INSTRUCTIONS FOR THE TASK: Set down exactly the lines below between the line holding "pub mod correlation;" and the line holding "rebuild the strategy", inclusive; no other line belongs in the answer.

━━━━━ DATA EXTRACTS

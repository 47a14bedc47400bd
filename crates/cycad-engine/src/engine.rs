//! Engine trait definitions
//!
//! An engine turns the neutral export records of `cycad-core` into a
//! backend-specific description (a script, a mesh request, ...).

use cycad_core::{AssemblyExport, PartExport};
use serde::{Deserialize, Serialize};
use thiserror::Error;

use crate::scad::ScadEngine;

/// Error type for engine operations
#[derive(Debug, Clone, Error)]
pub enum EngineError {
    #[error("Engine not available: {0}")]
    NotAvailable(String),

    #[error("Unsupported feature: {0}")]
    Unsupported(String),

    #[error("File I/O error: {0}")]
    Io(String),

    #[error("Serialization error: {0}")]
    Serialize(String),

    #[error("Output path conflict: {0}")]
    PathConflict(String),
}

/// Result type for engine operations
pub type EngineResult<T> = Result<T, EngineError>;

/// Available engine backends
#[derive(Debug, Clone, Copy, PartialEq, Eq, Default, Serialize, Deserialize)]
pub enum EngineKind {
    /// OpenSCAD script generator
    #[default]
    Scad,
    /// Placeholder that renders nothing
    Null,
}

/// The rendering engine trait
///
/// Implementations receive parts in their local frame and assemblies as
/// placement lists; they never see the core model types directly.
pub trait Engine: Send + Sync {
    /// Get the name of this engine
    fn name(&self) -> &str;

    /// Check if the engine is available
    fn is_available(&self) -> bool;

    /// Extension of the files this engine writes, without the dot
    fn file_extension(&self) -> &str;

    /// Render one part's feature list
    fn render_part(&self, part: &PartExport) -> EngineResult<String>;

    /// Render an assembly's placement list
    fn render_assembly(&self, assembly: &AssemblyExport) -> EngineResult<String>;
}

/// A null engine that always returns errors (used when no engine is selected)
#[derive(Debug, Default)]
pub struct NullEngine;

impl Engine for NullEngine {
    fn name(&self) -> &str {
        "null"
    }

    fn is_available(&self) -> bool {
        false
    }

    fn file_extension(&self) -> &str {
        "txt"
    }

    fn render_part(&self, _part: &PartExport) -> EngineResult<String> {
        Err(EngineError::NotAvailable("No engine available".into()))
    }

    fn render_assembly(&self, _assembly: &AssemblyExport) -> EngineResult<String> {
        Err(EngineError::NotAvailable("No engine available".into()))
    }
}

/// Create an engine of the given kind
pub fn engine_for(kind: EngineKind) -> Box<dyn Engine> {
    match kind {
        EngineKind::Scad => Box::new(ScadEngine::default()),
        EngineKind::Null => Box::new(NullEngine),
    }
}

/// Get the default engine
pub fn default_engine() -> Box<dyn Engine> {
    engine_for(EngineKind::default())
}
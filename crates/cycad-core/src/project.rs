//! Project file serialization

use std::path::Path;

use serde::{Deserialize, Serialize};

use crate::assembly::Assembly;

/// Current project file format version
pub const PROJECT_VERSION: u32 = 1;

/// A saved model: the top-level assembly with every part and sub-assembly
#[derive(Debug, Clone, Serialize, Deserialize)]
pub struct Project {
    /// File format version
    pub version: u32,
    /// Project name
    pub name: String,
    pub assembly: Assembly,
}

impl Default for Project {
    fn default() -> Self {
        Self::new("New Project")
    }
}

impl Project {
    /// Create a new project with an empty assembly of the same name
    pub fn new(name: impl Into<String>) -> Self {
        let name = name.into();
        Self {
            version: PROJECT_VERSION,
            assembly: Assembly::new(name.clone()),
            name,
        }
    }

    /// Wrap an existing assembly
    pub fn with_assembly(name: impl Into<String>, assembly: Assembly) -> Self {
        Self {
            version: PROJECT_VERSION,
            name: name.into(),
            assembly,
        }
    }

    /// Save project to a file
    pub fn save(&self, path: impl AsRef<Path>) -> Result<(), ProjectError> {
        let path = path.as_ref();
        let content = self.to_bytes()?;
        std::fs::write(path, content).map_err(|e| ProjectError::Io(e.to_string()))?;
        tracing::info!("Saved project '{}' to {}", self.name, path.display());
        Ok(())
    }

    /// Serialize project to RON bytes
    pub fn to_bytes(&self) -> Result<Vec<u8>, ProjectError> {
        let content = ron::ser::to_string_pretty(self, ron::ser::PrettyConfig::default())
            .map_err(|e| ProjectError::Serialize(e.to_string()))?;
        Ok(content.into_bytes())
    }

    /// Load project from a file
    pub fn load(path: impl AsRef<Path>) -> Result<Self, ProjectError> {
        let path = path.as_ref();
        let content = std::fs::read(path).map_err(|e| ProjectError::Io(e.to_string()))?;
        Self::load_from_bytes(&content)
    }

    /// Load project from RON bytes
    pub fn load_from_bytes(data: &[u8]) -> Result<Self, ProjectError> {
        let content =
            std::str::from_utf8(data).map_err(|e| ProjectError::Deserialize(e.to_string()))?;
        let project: Project =
            ron::from_str(content).map_err(|e| ProjectError::Deserialize(e.to_string()))?;
        if project.version > PROJECT_VERSION {
            return Err(ProjectError::Deserialize(format!(
                "unsupported project version {} (newest known is {PROJECT_VERSION})",
                project.version
            )));
        }
        Ok(project)
    }
}

/// Project-related errors
#[derive(Debug, Clone, thiserror::Error)]
pub enum ProjectError {
    #[error("IO error: {0}")]
    Io(String),
    #[error("Serialization error: {0}")]
    Serialize(String),
    #[error("Deserialization error: {0}")]
    Deserialize(String),
}
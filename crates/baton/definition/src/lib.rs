//! Process definition model for the Baton engine.
//!
//! A definition is a directed, possibly nested graph of typed nodes plus the
//! context scopes and correlation keys attached to its containers. It is built
//! once through [`ProcessBuilder`], linked and validated, and from then on
//! shared read-only across every instance that runs it.
//!
//! Architecture:
//! - `node` - the closed [`NodeKind`] variant set and per-node data
//! - `trigger` - start conditions: event filters, timer specs, conditionals
//! - `scope` - variable/exception/compensation/swimlane scopes per container
//! - `correlation` - correlation keys, messages, and property extraction
//! - `graph` - the arena: flat node table, connections, containers
//! - `builder` - assembly API with aggregate validation
//! - `link` - boundary-event wiring, run exactly once per build

#![deny(unsafe_code)]

pub mod builder;
pub mod correlation;
pub mod graph;
pub mod link;
pub mod node;
pub mod scope;
pub mod trigger;

pub use builder::ProcessBuilder;
pub use correlation::{
    CorrelationKey, CorrelationManager, CorrelationMessage, CorrelationProperty, CorrelationValue,
};
pub use graph::{Connection, Container, ProcessDefinition};
pub use link::{error_channel, link_boundary_events, timer_channel};
pub use node::{BoundaryEvent, BoundaryTimer, ExitAction, GatewayKind, Node, NodeKind};
pub use scope::{
    CompensationScope, ExceptionScope, HandlerAction, ScopeSet, Swimlane, SwimlaneScope,
    VariableDef, VariableScope,
};
pub use trigger::{EventFilter, TimerSpec, Trigger, CYCLE_REPEAT_SEPARATOR};
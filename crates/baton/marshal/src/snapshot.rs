//! Snapshot writer and reader.
//!
//! Write path: encode the payload message, assemble the strategy table that
//! one write session used, optionally sign the payload bytes, then wrap the
//! lot in a [`SnapshotEnvelope`]. Read path, in order: preload the whole
//! stream, parse the envelope, verify the signature, rebuild the strategy
//! table by name, and only then decode the payload. A failure at any step
//! aborts the whole operation; a snapshot is never partially applied.
//!
//! The instance and its pending work items travel in separate envelopes so
//! a store can persist and expire them independently.

use std::collections::HashMap;
use std::io::Read;

use chrono::{DateTime, Utc};
use ed25519_dalek::{Signature, Signer, Verifier};
use prost::Message;
use serde_json::Value;
use tracing::{debug, warn};

use baton_types::{
    ElementId, InstanceStatus, Milestone, NodeInstanceId, ProcessError, ProcessInstanceId,
    WorkItem, WorkItemId, WorkItemState,
};

use baton_runtime::{Await, NodeInstance, NodeInstanceStatus, ProcessInstance};

use crate::error::{MarshalError, MarshalResult};
use crate::strategy::{ReadTable, StrategyRegistry, WriteTable};
use crate::wire::{
    InstanceRecord, MilestoneRecord, NodeInstanceRecord, SignatureBlock, SnapshotEnvelope,
    VariableRecord, VersionTriple, WorkItemRecord, WorkItemSetRecord,
};

/// Engine version written into every envelope.
pub const VERSION_MAJOR: u32 = 1;
pub const VERSION_MINOR: u32 = 0;
pub const VERSION_REVISION: u32 = 0;

pub fn engine_version() -> VersionTriple {
    VersionTriple {
        major: VERSION_MAJOR,
        minor: VERSION_MINOR,
        revision: VERSION_REVISION,
    }
}

// ── Configuration ────────────────────────────────────────────────────────

/// Signing key material, held by the embedding application and referenced
/// on the wire by alias only.
#[derive(Clone)]
pub struct SigningConfig {
    pub key_alias: String,
    pub signing_key: ed25519_dalek::SigningKey,
}

impl SigningConfig {
    pub fn new(key_alias: impl Into<String>, signing_key: ed25519_dalek::SigningKey) -> Self {
        Self {
            key_alias: key_alias.into(),
            signing_key,
        }
    }
}
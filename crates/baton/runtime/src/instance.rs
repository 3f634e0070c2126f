//! Process instances: durable, signal-driven executions of a definition.
//!
//! A [`ProcessInstance`] owns its node instances and work items and mutates
//! them through a work-queue walk over the shared, read-only definition.
//! Lifecycle: `Pending -> Active -> {Completed, Aborted, Error}` with
//! `Active <-> Suspended`; `Completed` and `Aborted` are terminal. Faults a
//! matching exception-scope handler absorbs never reach `Error`.
//!
//! Every mutation records [`ProcessEvent`]s on the instance; the engine
//! drains and publishes them after persisting, so publication stays off the
//! mutation path.

use std::collections::{BTreeSet, HashMap, VecDeque};

use chrono::{DateTime, Utc};
use serde::{Deserialize, Serialize};
use serde_json::{json, Value};
use tracing::{debug, info, warn};

use baton_definition::{
    error_channel, timer_channel, BoundaryEvent, CorrelationValue, ExitAction, GatewayKind,
    HandlerAction, Node, NodeKind, ProcessDefinition,
};
use baton_types::{
    ElementId, EngineError, EngineResult, InstanceStatus, Milestone, NodeInstanceId, ProcessError,
    ProcessInstanceId, ReadMode, Signal, WorkItem, WorkItemId, WorkItemState,
};

use crate::actions::{ActionContext, ActionRegistry, NodeFault};
use crate::events::ProcessEvent;
use crate::work_items::{enforce_policies, WorkItemPolicy, ACTOR_PARAM};

/// Node metadata key naming the variable an inbound event payload lands in.
pub const EVENT_VARIABLE_KEY: &str = "event_variable";

/// Node metadata key naming the swimlane a work-item task belongs to.
pub const SWIMLANE_KEY: &str = "swimlane";

// ── Node instances ───────────────────────────────────────────────────────

/// Runtime status of one node instance.
#[derive(Debug, Clone, Copy, PartialEq, Eq, Serialize, Deserialize)]
pub enum NodeInstanceStatus {
    Active,
    Completed,
    Cancelled,
    Failed,
}

/// What an active node instance is waiting for.
#[derive(Debug, Clone, Copy, PartialEq, Eq, Serialize, Deserialize)]
pub enum Await {
    /// An external event on one of the node's accepted channels.
    Event,
    /// Completion or abort of the owning work item.
    WorkItem,
    /// Completion of every node instance inside the node's container.
    Children,
    /// Arrival of every executable incoming connection.
    Join,
}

━━━━━━━━━━

EXERCISE OUTPUT:
pub mod correlation;
pub mod graph;
pub mod link;
pub mod node;
pub mod scope;
pub mod trigger;

pub use builder::ProcessBuilder;
pub use correlation::{
    CorrelationKey, CorrelationManager, CorrelationMessage, CorrelationProperty, CorrelationValue,
};
pub use graph::{Connection, Container, ProcessDefinition};
pub use link::{error_channel, link_boundary_events, timer_channel};
pub use node::{BoundaryEvent, BoundaryTimer, ExitAction, GatewayKind, Node, NodeKind};
pub use scope::{
    CompensationScope, ExceptionScope, HandlerAction, ScopeSet, Swimlane, SwimlaneScope,
    VariableDef, VariableScope,
};
pub use trigger::{EventFilter, TimerSpec, Trigger, CYCLE_REPEAT_SEPARATOR};
filename crates/baton/marshal/src/snapshot.rs
//! Snapshot writer and reader.
//!
//! Write path: encode the payload message, assemble the strategy table that
//! one write session used, optionally sign the payload bytes, then wrap the
//! lot in a [`SnapshotEnvelope`]. Read path, in order: preload the whole
//! stream, parse the envelope, verify the signature, rebuild the strategy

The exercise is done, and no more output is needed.